WHAT YOU ARE ASKED TO DO:
Whenever the word "Every" appears in a line of the data below, copy that line.

[[ WORKING DATA, beginning ]]

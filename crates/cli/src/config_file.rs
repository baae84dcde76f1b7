//! `--config` file support.
//!
//! A JSON (or, by `.toml` extension, TOML) document whose keys override the
//! matching command-line flags. Both the flag spelling (`dry_run`) and the
//! older underscore names (`dryrun`, `group_headers`, ...) are accepted. The
//! input path and the config path itself are never taken from the file.

use std::path::{Path, PathBuf};

use serde::Deserialize;

use crate::exit_codes::EXIT_CONFIG;
use crate::sync::{GroupingArgs, SyncArgs};
use crate::CliError;

#[derive(Debug, Default, Deserialize)]
#[serde(deny_unknown_fields)]
pub struct FileOverrides {
    #[serde(alias = "entity_type_header")]
    pub entity_type_column: Option<String>,
    #[serde(alias = "entity_name_header")]
    pub entity_name_column: Option<String>,
    #[serde(alias = "group_headers")]
    pub group_columns: Option<Vec<String>>,
    pub group_delimiter: Option<String>,
    pub group_prefix: Option<String>,
    pub case_insensitive: Option<bool>,

    pub no_add: Option<bool>,
    pub no_remove: Option<bool>,
    pub delete: Option<bool>,
    pub active_only: Option<bool>,
    pub complement: Option<bool>,
    #[serde(alias = "dryrun")]
    pub dry_run: Option<bool>,

    pub quiet: Option<bool>,
    pub no_warn: Option<bool>,
    pub log: Option<PathBuf>,
    pub json: Option<bool>,
    pub output: Option<PathBuf>,
    pub strict: Option<bool>,

    pub target: Option<String>,
    pub username: Option<String>,
    pub encoded_creds: Option<String>,
    #[serde(alias = "ignore_insecure_warning")]
    pub insecure: Option<bool>,

    // Accepted so older files keep loading; never applied.
    #[serde(rename = "input", alias = "input_csv")]
    _input: Option<serde::de::IgnoredAny>,
    #[serde(rename = "config")]
    _config: Option<serde::de::IgnoredAny>,
}

impl FileOverrides {
    pub fn parse(text: &str, toml_syntax: bool) -> Result<Self, String> {
        if toml_syntax {
            toml::from_str(text).map_err(|e| e.to_string())
        } else {
            serde_json::from_str(text).map_err(|e| e.to_string())
        }
    }

    pub fn load(path: &Path) -> Result<Self, CliError> {
        let text = std::fs::read_to_string(path).map_err(|e| CliError {
            code: EXIT_CONFIG,
            message: format!("cannot read config {}: {e}", path.display()),
            hint: None,
        })?;
        let toml_syntax = path.extension().is_some_and(|ext| ext.eq_ignore_ascii_case("toml"));
        let overrides = Self::parse(&text, toml_syntax).map_err(|e| CliError {
            code: EXIT_CONFIG,
            message: format!("invalid config {}: {e}", path.display()),
            hint: None,
        })?;
        log::debug!("loaded overrides from {}", path.display());
        Ok(overrides)
    }

    pub fn apply_grouping(&self, args: &mut GroupingArgs) {
        set(&mut args.entity_type_column, &self.entity_type_column);
        set(&mut args.entity_name_column, &self.entity_name_column);
        set(&mut args.group_columns, &self.group_columns);
        set(&mut args.group_delimiter, &self.group_delimiter);
        set_opt(&mut args.group_prefix, &self.group_prefix);
        set(&mut args.case_insensitive, &self.case_insensitive);
    }

    pub fn apply(&self, args: &mut SyncArgs) {
        self.apply_grouping(&mut args.grouping);

        set(&mut args.no_add, &self.no_add);
        set(&mut args.no_remove, &self.no_remove);
        set(&mut args.delete, &self.delete);
        set(&mut args.active_only, &self.active_only);
        set(&mut args.complement, &self.complement);
        set(&mut args.dry_run, &self.dry_run);

        set(&mut args.quiet, &self.quiet);
        set(&mut args.no_warn, &self.no_warn);
        set_opt(&mut args.log, &self.log);
        set(&mut args.json, &self.json);
        set_opt(&mut args.output, &self.output);
        set(&mut args.strict, &self.strict);

        let conn = &mut args.connection;
        set_opt(&mut conn.target, &self.target);
        set_opt(&mut conn.username, &self.username);
        set_opt(&mut conn.encoded_creds, &self.encoded_creds);
        set(&mut conn.insecure, &self.insecure);
    }
}

fn set<T: Clone>(slot: &mut T, value: &Option<T>) {
    if let Some(v) = value {
        *slot = v.clone();
    }
}

fn set_opt<T: Clone>(slot: &mut Option<T>, value: &Option<T>) {
    if value.is_some() {
        slot.clone_from(value);
    }
}
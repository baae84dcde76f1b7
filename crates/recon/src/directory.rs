//! The remote directory seam.
//!
//! The engine only ever talks to the inventory service through this trait.
//! `groupsync-directory-client` implements it over HTTP; [`crate::memory`]
//! implements it in-process.

use std::collections::BTreeSet;

use crate::error::DirectoryError;
use crate::model::{EntityRecord, GroupRecord, MemberRecord};

pub trait Directory {
    /// Every group known to the directory.
    fn list_groups(&self) -> Result<Vec<GroupRecord>, DirectoryError>;

    /// User-created groups only. Used by export; defaults to all groups.
    fn list_custom_groups(&self) -> Result<Vec<GroupRecord>, DirectoryError> {
        self.list_groups()
    }

    /// Every entity whose type is in `entity_types`.
    fn list_entities(&self, entity_types: &BTreeSet<String>) -> Result<Vec<EntityRecord>, DirectoryError>;

    fn get_group_members(&self, identifier: &str) -> Result<Vec<MemberRecord>, DirectoryError>;

    /// Create a static group. Returns the new group's identifier.
    fn create_static_group(
        &self,
        name: &str,
        entity_type: &str,
        member_identifiers: &[String],
    ) -> Result<String, DirectoryError>;

    /// Overwrite a static group's member list.
    fn replace_static_group_members(
        &self,
        identifier: &str,
        name: &str,
        entity_type: &str,
        member_identifiers: &[String],
    ) -> Result<(), DirectoryError>;

    fn delete_group(&self, identifier: &str) -> Result<(), DirectoryError>;

    /// Exact-name entity search.
    fn find_entities_by_name(
        &self,
        name: &str,
        entity_type: &str,
        case_sensitive: bool,
    ) -> Result<Vec<EntityRecord>, DirectoryError>;

    /// Exact-name group search.
    fn find_groups_by_name(&self, name: &str) -> Result<Vec<GroupRecord>, DirectoryError>;
}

[[ WORKING DATA, end ]]

TASK ANSWER:
    /// Every group known to the directory.
    /// Every entity whose type is in `entity_types`.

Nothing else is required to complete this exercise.